Around 10 opposition groups, including some represented at the talks, said in a statement that the attacks in rural parts of the Latakia province, a government stronghold, are in retaliation for violations of a U.S. and Russian-brokered cease-fire that took effect in late February.
The offensive, called "The Battle to Redress Injustices," is in response to government attacks against refugee camps and residential areas, the statement said. Different factions shared videos of their fighters lobbing rockets at government positions in the Jabal al-Akrad area, close to the opposition-held northwestern province of Idlib. In social media postings, the groups claim to have gained ground.
The Britain-based Syrian Observatory for Human Rights confirmed the opposition fighters seized control of at least two areas and said al-Qaida's branch in Syria, the Nusra Front, is taking part in the fighting. Neither the Nusra Front nor DAESH is included in the cease-fire.
The opposition says the government has breached the agreement more than 2,000 times. The cease-fire was intended to facilitate talks in Geneva, which resumed last week.
A Syrian opposition member in Geneva, Mohammed al-Abboud, said the opposition have the right to defend themselves.
"We have the right to retaliate and defend ourselves in case we are attacked and we will not be silent about any aggression and we will continue our main mission to defend civilians," al-Abboud said in comments published on the Syrian opposition High Negotiation Committee's Twitter account.
Syria's U.N. ambassador Bashar Ja'afari, who is leading the government's delegation in Geneva, accused opposition fighters of calling for a "revocation of the cessation of hostilities."
But the envoy devoted most of his public comments to criticizing Israel for holding a Cabinet meeting on Sunday in the Golan Heights, which Israel captured from Syria in the 1967 Middle East war and later annexed.

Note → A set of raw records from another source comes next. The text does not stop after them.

//! RelatedArtists: the catalog's own "related to X" list

use super::traits::{Anchor, AxisEngine, AxisError, AxisKind, AxisReport};
use crate::graph::{canonical_key, provenance, ArtistDetails, Axis, Graph, Node, NodeDetails, NodeKind};
use crate::source::CatalogSource;
use async_trait::async_trait;
use std::sync::Arc;
use tracing::{debug, warn};

pub struct RelatedArtists {
    catalog: Arc<dyn CatalogSource>,
    limit: usize,
    weight: f64,
}

impl RelatedArtists {
    pub fn new(catalog: Arc<dyn CatalogSource>, limit: usize, weight: f64) -> Self {
        Self {
            catalog,
            limit,
            weight,
        }
    }
}

#[async_trait]
impl AxisEngine for RelatedArtists {
    fn kind(&self) -> AxisKind {
        AxisKind::Related
    }

    fn applies_to(&self, anchor: &Anchor) -> bool {
        anchor.catalog_id.is_some()
    }

    async fn run(&self, anchor: &Anchor, graph: &mut Graph) -> Result<AxisReport, AxisError> {
        let mut report = AxisReport::default();
        let Some(catalog_id) = anchor.catalog_id else {
            return Ok(report);
        };

        let Some(related) = self.catalog.related_to(catalog_id, self.limit).await else {
            warn!(artist = %anchor.name, "Related artists unavailable");
            report.source_unavailable();
            return Ok(report);
        };

        for artist in related.into_iter().take(self.limit) {
            let key = canonical_key(NodeKind::Artist, &[&artist.name]);
            if key == anchor.key {
                continue;
            }
            let node = Node::new(
                artist.name,
                NodeDetails::Artist(ArtistDetails {
                    catalog_id: Some(artist.id),
                    picture: artist.picture,
                    ..Default::default()
                }),
            )
            .with_source("catalog-related");
            report.node(graph.upsert_node(key.clone(), node));

            let meta = provenance([("source", "catalog-related")]);
            report.edge(graph.link(&anchor.key, &key, Axis::Related, self.weight, meta)?);
        }

        debug!(artist = %anchor.name, edges = report.edges_added, "Related artists linked");
        Ok(report)
    }
}

#[cfg(test)]
mod tests {
    use super::*;
    use crate::graph::NodeKey;
    use crate::source::{CatalogAlbum, CatalogArtist, CatalogTrack};

    struct CannedRelated(Option<Vec<CatalogArtist>>);

    #[async_trait]
    impl CatalogSource for CannedRelated {
        async fn search_artist(&self, _query: &str) -> Option<CatalogArtist> {
            None
        }

        async fn search_track(&self, _query: &str) -> Option<CatalogTrack> {
            None
        }

        async fn related_to(&self, _id: u64, _limit: usize) -> Option<Vec<CatalogArtist>> {
            self.0.clone()
        }

        async fn albums_of(&self, _id: u64, _limit: usize) -> Option<Vec<CatalogAlbum>> {
            None
        }

        async fn tracks_of(&self, _id: u64, _limit: usize) -> Option<Vec<CatalogTrack>> {
            None
        }
    }

    fn artist(id: u64, name: &str) -> CatalogArtist {
        CatalogArtist {
            id,
            name: name.to_string(),
            picture: None,
        }
    }

    fn anchor(graph: &mut Graph) -> Anchor {
        let key = canonical_key(NodeKind::Artist, &["Deftones"]);
        graph.upsert_node(key.clone(), Node::of_kind(NodeKind::Artist, "Deftones"));
        let mut anchor = Anchor::new("Deftones", key);
        anchor.catalog_id = Some(1);
        anchor
    }

    #[tokio::test]
    async fn links_at_fixed_weight_and_skips_self() {
        let related = vec![artist(1, "Deftones"), artist(2, "Hum"), artist(3, "Failure"), artist(4, "Quicksand")];
        let engine = RelatedArtists::new(Arc::new(CannedRelated(Some(related))), 2, 0.7);
        let mut graph = Graph::new();
        let anchor = anchor(&mut graph);

        let report = engine.run(&anchor, &mut graph).await.unwrap();

        // Limit applies before the self entry is dropped
        assert_eq!(report.edges_added, 1);
        let edge = graph
            .find_edge(&anchor.key, &NodeKey::from("artist::hum"), Axis::Related)
            .unwrap();
        assert_eq!(edge.weight, 0.7);
        assert!(!graph.contains(&NodeKey::from("artist::failure")));
    }

    #[tokio::test]
    async fn outage_marks_degraded() {
        let engine = RelatedArtists::new(Arc::new(CannedRelated(None)), 10, 0.7);
        let mut graph = Graph::new();
        let anchor = anchor(&mut graph);

        let report = engine.run(&anchor, &mut graph).await.unwrap();
        assert!(report.degraded);
        assert_eq!(graph.edge_count(), 0);
    }
}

Russia's foreign minister meanwhile said the two sides meeting in Geneva should move to direct talks. Until now the two delegations have met in separate rooms, with a U.N. envoy shuttling between them.
Speaking to reporters in Moscow, Foreign Minister Sergey Lavrov denied allegations that Moscow and Washington were negotiating the departure of Syria's Bashar Assad behind closed doors.
U.N. envoy Staffan de Mistura met with the government delegation in Geneva earlier on Monday and was to meet with the opposition later in the day.